(Stored data)
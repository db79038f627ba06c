//! Shared serialization/deserialization utilities for configuration
//!
//! This module provides common serde helpers used across configuration types.

/// Helper module for Duration serialization as whole seconds
///
/// This module serializes `std::time::Duration` as a u64 representing seconds,
/// which is more human-readable in TOML/JSON configuration files.
///
/// # Example
///
/// ```ignore
/// use std::time::Duration;
/// use serde::{Deserialize, Serialize};
///
/// #[derive(Serialize, Deserialize)]
/// struct Config {
///     #[serde(with = "hacs_core::config::serde_utils::duration_secs")]
///     timeout: Duration,
/// }
/// ```
pub mod duration_secs {
    use serde::{self, Deserialize, Deserializer, Serializer};
    use std::time::Duration;

    /// Serialize a Duration as seconds (u64)
    pub fn serialize<S>(duration: &Duration, serializer: S) -> Result<S::Ok, S::Error>
    where
        S: Serializer,
    {
        serializer.serialize_u64(duration.as_secs())
    }

    /// Deserialize a Duration from seconds (u64)
    pub fn deserialize<'de, D>(deserializer: D) -> Result<Duration, D::Error>
    where
        D: Deserializer<'de>,
    {
        let secs = u64::deserialize(deserializer)?;
        Ok(Duration::from_secs(secs))
    }
}

/// Optional Duration as whole seconds; `0` or a missing value means disabled
pub mod option_duration_secs {
    use serde::{self, Deserialize, Deserializer, Serializer};
    use std::time::Duration;

    pub fn serialize<S>(duration: &Option<Duration>, serializer: S) -> Result<S::Ok, S::Error>
    where
        S: Serializer,
    {
        serializer.serialize_u64(duration.map_or(0, |d| d.as_secs()))
    }

    pub fn deserialize<'de, D>(deserializer: D) -> Result<Option<Duration>, D::Error>
    where
        D: Deserializer<'de>,
    {
        let secs = Option::<u64>::deserialize(deserializer)?;
        Ok(secs.filter(|s| *s > 0).map(Duration::from_secs))
    }
}

/// Duration as fractional seconds, for sub-second backoff delays
pub mod duration_secs_f64 {
    use serde::{self, de::Error as _, Deserialize, Deserializer, Serializer};
    use std::time::Duration;

    pub fn serialize<S>(duration: &Duration, serializer: S) -> Result<S::Ok, S::Error>
    where
        S: Serializer,
    {
        serializer.serialize_f64(duration.as_secs_f64())
    }

    pub fn deserialize<'de, D>(deserializer: D) -> Result<Duration, D::Error>
    where
        D: Deserializer<'de>,
    {
        let secs = f64::deserialize(deserializer)?;
        Duration::try_from_secs_f64(secs).map_err(D::Error::custom)
    }
}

- _TASK BRIEF_: Some lines of the records may hold the word "serde". How many do? Answer with a number and nothing else.

- _TASK RESPONSE_: 6